**GOAL OF THE EXERCISE:** Filter the data for lines with the word "Ordering", then copy every line so identified.

**DATA SECTION:**
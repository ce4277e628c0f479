//! Stereo WAV reading and writing.
//!
//! The engine is stereo-only, so this module always hands back two channel
//! buffers: mono files are duplicated into both channels, files with more
//! than two channels use the first two.

use std::path::Path;

use hound::{SampleFormat, WavReader, WavWriter};
use thiserror::Error;

/// WAV I/O failure.
#[derive(Debug, Error)]
pub enum WavError {
    /// Underlying decoder/encoder error.
    #[error("wav error: {0}")]
    Hound(#[from] hound::Error),
    /// The file contains no audio frames.
    #[error("{0}: file contains no samples")]
    Empty(String),
    /// Unsupported output bit depth.
    #[error("unsupported bit depth {0} (use 16, 24, or 32)")]
    BitDepth(u16),
}

/// Result alias for WAV operations.
pub type Result<T> = std::result::Result<T, WavError>;

/// Output/input format description.
#[derive(Debug, Clone, Copy)]
pub struct WavSpec {
    /// Sample rate in Hz.
    pub sample_rate: u32,
    /// Bit depth per sample (32 means IEEE float).
    pub bits_per_sample: u16,
}

impl Default for WavSpec {
    fn default() -> Self {
        Self {
            sample_rate: 48000,
            bits_per_sample: 32,
        }
    }
}

/// Read a WAV file into separate left/right buffers.
pub fn read_wav_stereo<P: AsRef<Path>>(path: P) -> Result<(Vec<f32>, Vec<f32>, WavSpec)> {
    let path = path.as_ref();
    let reader = WavReader::open(path)?;
    let spec = reader.spec();
    let channels = spec.channels as usize;

    let interleaved: Vec<f32> = match spec.sample_format {
        SampleFormat::Float => reader
            .into_samples::<f32>()
            .collect::<std::result::Result<Vec<_>, _>>()?,
        SampleFormat::Int => {
            // i64 so 32-bit PCM does not overflow the shift
            let max_val = (1i64 << (spec.bits_per_sample - 1)) as f32;
            reader
                .into_samples::<i32>()
                .map(|s| s.map(|v| v as f32 / max_val))
                .collect::<std::result::Result<Vec<_>, _>>()?
        }
    };

    if interleaved.is_empty() {
        return Err(WavError::Empty(path.display().to_string()));
    }

    let frames = interleaved.len() / channels;
    let mut left = Vec::with_capacity(frames);
    let mut right = Vec::with_capacity(frames);
    for frame in interleaved.chunks(channels) {
        left.push(frame[0]);
        right.push(if channels > 1 { frame[1] } else { frame[0] });
    }

    Ok((
        left,
        right,
        WavSpec {
            sample_rate: spec.sample_rate,
            bits_per_sample: spec.bits_per_sample,
        },
    ))
}

/// Write left/right buffers as an interleaved stereo WAV file.
///
/// 32-bit output is IEEE float; 16 and 24 bit are integer PCM with
/// clamping. Channel lengths must match.
pub fn write_wav_stereo<P: AsRef<Path>>(
    path: P,
    left: &[f32],
    right: &[f32],
    spec: WavSpec,
) -> Result<()> {
    debug_assert_eq!(left.len(), right.len());
    if !matches!(spec.bits_per_sample, 16 | 24 | 32) {
        return Err(WavError::BitDepth(spec.bits_per_sample));
    }

    let hound_spec = hound::WavSpec {
        channels: 2,
        sample_rate: spec.sample_rate,
        bits_per_sample: spec.bits_per_sample,
        sample_format: if spec.bits_per_sample == 32 {
            SampleFormat::Float
        } else {
            SampleFormat::Int
        },
    };
    let mut writer = WavWriter::create(path, hound_spec)?;

    if spec.bits_per_sample == 32 {
        for (&l, &r) in left.iter().zip(right) {
            writer.write_sample(l)?;
            writer.write_sample(r)?;
        }
    } else {
        let max_val = (1i32 << (spec.bits_per_sample - 1)) as f32;
        for (&l, &r) in left.iter().zip(right) {
            for sample in [l, r] {
                let int_sample = (sample * max_val).clamp(-max_val, max_val - 1.0) as i32;
                writer.write_sample(int_sample)?;
            }
        }
    }

    writer.finalize()?;
    Ok(())
}

#[cfg(test)]
mod tests {
    use super::*;

    #[test]
    fn stereo_float_roundtrip() {
        let dir = tempfile::tempdir().unwrap();
        let path = dir.path().join("rt.wav");

        let left: Vec<f32> = (0..480).map(|i| (i as f32 * 0.1).sin() * 0.5).collect();
        let right: Vec<f32> = left.iter().map(|x| -x).collect();
        write_wav_stereo(&path, &left, &right, WavSpec::default()).unwrap();

        let (l, r, spec) = read_wav_stereo(&path).unwrap();
        assert_eq!(spec.sample_rate, 48000);
        assert_eq!(l.len(), 480);
        for i in 0..480 {
            assert!((l[i] - left[i]).abs() < 1e-6);
            assert!((r[i] - right[i]).abs() < 1e-6);
        }
    }

    #[test]
    fn mono_duplicates_to_both_channels() {
        let dir = tempfile::tempdir().unwrap();
        let path = dir.path().join("mono.wav");

        let spec = hound::WavSpec {
            channels: 1,
            sample_rate: 44100,
            bits_per_sample: 16,
            sample_format: SampleFormat::Int,
        };
        let mut writer = WavWriter::create(&path, spec).unwrap();
        for i in 0..100 {
            writer.write_sample::<i16>((i * 100) as i16).unwrap();
        }
        writer.finalize().unwrap();

        let (l, r, _) = read_wav_stereo(&path).unwrap();
        assert_eq!(l, r);
        assert_eq!(l.len(), 100);
    }

    #[test]
    fn reads_32_bit_int_pcm_with_correct_sign() {
        let dir = tempfile::tempdir().unwrap();
        let path = dir.path().join("int32.wav");

        let spec = hound::WavSpec {
            channels: 2,
            sample_rate: 48000,
            bits_per_sample: 32,
            sample_format: SampleFormat::Int,
        };
        let mut writer = WavWriter::create(&path, spec).unwrap();
        for _ in 0..16 {
            writer.write_sample::<i32>(i32::MAX / 2).unwrap();
            writer.write_sample::<i32>(i32::MIN / 2).unwrap();
        }
        writer.finalize().unwrap();

        let (l, r, _) = read_wav_stereo(&path).unwrap();
        assert!(l.iter().all(|&s| (s - 0.5).abs() < 1e-6), "left {:?}", l[0]);
        assert!(r.iter().all(|&s| (s + 0.5).abs() < 1e-6), "right {:?}", r[0]);
    }

    #[test]
    fn rejects_weird_bit_depth() {
        let dir = tempfile::tempdir().unwrap();
        let path = dir.path().join("bad.wav");
        let spec = WavSpec {
            sample_rate: 48000,
            bits_per_sample: 12,
        };
        assert!(write_wav_stereo(&path, &[0.0], &[0.0], spec).is_err());
    }
}
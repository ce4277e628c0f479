//! CLI subcommands.

pub mod common;
pub mod params;
pub mod process;
pub mod render;
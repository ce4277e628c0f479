//! Envelope follower for sidechain ducking.
//!
//! Tracks the rectified amplitude of the dry signal with asymmetric attack
//! and release so the wet signal can duck under the dry performance and
//! bloom back in the gaps.

use libm::expf;

/// Peak-style envelope follower with separate attack and release times.
///
/// State update per sample (x is the rectified input):
///
/// ```text
/// coeff = attack if x > env else release
/// env   = coeff * env + (1 - coeff) * x
/// ```
///
/// The envelope is always >= 0, bounded by the peak input magnitude, and
/// converges toward zero exponentially once the input stops.
///
/// # Example
///
/// ```rust
/// use cinder_core::EnvelopeFollower;
///
/// let mut env = EnvelopeFollower::with_times(48000.0, 0.5, 150.0);
/// let level = env.process(0.5);
/// assert!(level > 0.0);
/// ```
#[derive(Debug, Clone)]
pub struct EnvelopeFollower {
    envelope: f32,
    attack_coeff: f32,
    release_coeff: f32,
    sample_rate: f32,
    attack_ms: f32,
    release_ms: f32,
}

impl EnvelopeFollower {
    /// Create with specified attack and release times in milliseconds.
    ///
    /// The ducking sidechain uses 0.5 ms attack / 150 ms release: fast enough
    /// to catch transients, slow enough to avoid pumping on release.
    pub fn with_times(sample_rate: f32, attack_ms: f32, release_ms: f32) -> Self {
        let mut follower = Self {
            envelope: 0.0,
            attack_coeff: 0.0,
            release_coeff: 0.0,
            sample_rate,
            attack_ms: attack_ms.max(0.1),
            release_ms: release_ms.max(1.0),
        };
        follower.recalculate_coefficients();
        follower
    }

    /// Update sample rate and recalculate both coefficients.
    pub fn set_sample_rate(&mut self, sample_rate: f32) {
        self.sample_rate = sample_rate;
        self.recalculate_coefficients();
    }

    /// Process a rectified-or-signed sample and return the envelope level.
    #[inline]
    pub fn process(&mut self, input: f32) -> f32 {
        let input_abs = input.abs();
        let coeff = if input_abs > self.envelope {
            self.attack_coeff
        } else {
            self.release_coeff
        };
        self.envelope = coeff * self.envelope + (1.0 - coeff) * input_abs;
        self.envelope
    }

    /// Current envelope level without processing new input.
    pub fn level(&self) -> f32 {
        self.envelope
    }

    /// Reset the envelope to zero.
    pub fn reset(&mut self) {
        self.envelope = 0.0;
    }

    // coeff = exp(-1 / (time_ms * sample_rate / 1000))
    fn recalculate_coefficients(&mut self) {
        self.attack_coeff = expf(-1.0 / (self.attack_ms * self.sample_rate / 1000.0));
        self.release_coeff = expf(-1.0 / (self.release_ms * self.sample_rate / 1000.0));
    }
}

impl Default for EnvelopeFollower {
    fn default() -> Self {
        Self::with_times(48000.0, 0.5, 150.0)
    }
}
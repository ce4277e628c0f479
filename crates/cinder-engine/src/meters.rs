//! Block metering published for a UI polling thread.
//!
//! The audio thread stores three scalars once per block; a display thread
//! polls them at its own rate (30 Hz is typical). Races are benign: each
//! meter is a single f32 bit pattern, so a reader sees either the previous
//! or the current block's value, never a torn one.

use std::sync::atomic::{AtomicU32, Ordering};

/// Published levels, all linear amplitude (dB conversion is display-side).
#[derive(Debug)]
pub struct Meters {
    wet_peak: AtomicU32,
    output_rms: AtomicU32,
    output_peak: AtomicU32,
}

impl Meters {
    /// Create zeroed meters.
    #[must_use]
    pub fn new() -> Self {
        Self {
            wet_peak: AtomicU32::new(0.0f32.to_bits()),
            output_rms: AtomicU32::new(0.0f32.to_bits()),
            output_peak: AtomicU32::new(0.0f32.to_bits()),
        }
    }

    /// Publish one block's levels. Called from the audio thread only.
    pub fn publish(&self, wet_peak: f32, output_rms: f32, output_peak: f32) {
        self.wet_peak.store(wet_peak.to_bits(), Ordering::Relaxed);
        self.output_rms.store(output_rms.to_bits(), Ordering::Relaxed);
        self.output_peak.store(output_peak.to_bits(), Ordering::Relaxed);
    }

    /// Peak of the wet (post-reverb, pre-mix) signal over the last block.
    #[must_use]
    pub fn wet_peak(&self) -> f32 {
        f32::from_bits(self.wet_peak.load(Ordering::Relaxed))
    }

    /// RMS of the mono-summed output over the last block.
    #[must_use]
    pub fn output_rms(&self) -> f32 {
        f32::from_bits(self.output_rms.load(Ordering::Relaxed))
    }

    /// Peak of the mono-summed output over the last block.
    #[must_use]
    pub fn output_peak(&self) -> f32 {
        f32::from_bits(self.output_peak.load(Ordering::Relaxed))
    }

    /// Zero all meters (processing stopped).
    pub fn reset(&self) {
        self.publish(0.0, 0.0, 0.0);
    }
}

impl Default for Meters {
    fn default() -> Self {
        Self::new()
    }
}
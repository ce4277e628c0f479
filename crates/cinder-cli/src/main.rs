//! Cinder CLI - offline front-end for the Cinder shimmer/destruction engine.

mod commands;
mod preset;
mod wav;

use clap::{Parser, Subcommand};
use tracing_subscriber::EnvFilter;

#[derive(Parser)]
#[command(name = "cinder")]
#[command(author, version, about = "Shimmer reverb and destruction processor", long_about = None)]
struct Cli {
    #[command(subcommand)]
    command: Commands,
}

#[derive(Subcommand)]
enum Commands {
    /// Process a WAV file through the engine
    Process(commands::process::ProcessArgs),

    /// Render a generated test signal through the engine
    Render(commands::render::RenderArgs),

    /// List engine parameters and their ranges
    Params(commands::params::ParamsArgs),
}

fn main() -> anyhow::Result<()> {
    tracing_subscriber::fmt()
        .with_env_filter(EnvFilter::from_default_env())
        .with_writer(std::io::stderr)
        .init();

    let cli = Cli::parse();

    match cli.command {
        Commands::Process(args) => commands::process::run(args),
        Commands::Render(args) => commands::render::run(args),
        Commands::Params(args) => commands::params::run(args),
    }
}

**TASK ANSWER:**
use std::sync::atomic::{AtomicU32, Ordering};
        self.wet_peak.store(wet_peak.to_bits(), Ordering::Relaxed);
        self.output_rms.store(output_rms.to_bits(), Ordering::Relaxed);
        self.output_peak.store(output_peak.to_bits(), Ordering::Relaxed);
        f32::from_bits(self.wet_peak.load(Ordering::Relaxed))
        f32::from_bits(self.output_rms.load(Ordering::Relaxed))
        f32::from_bits(self.output_peak.load(Ordering::Relaxed))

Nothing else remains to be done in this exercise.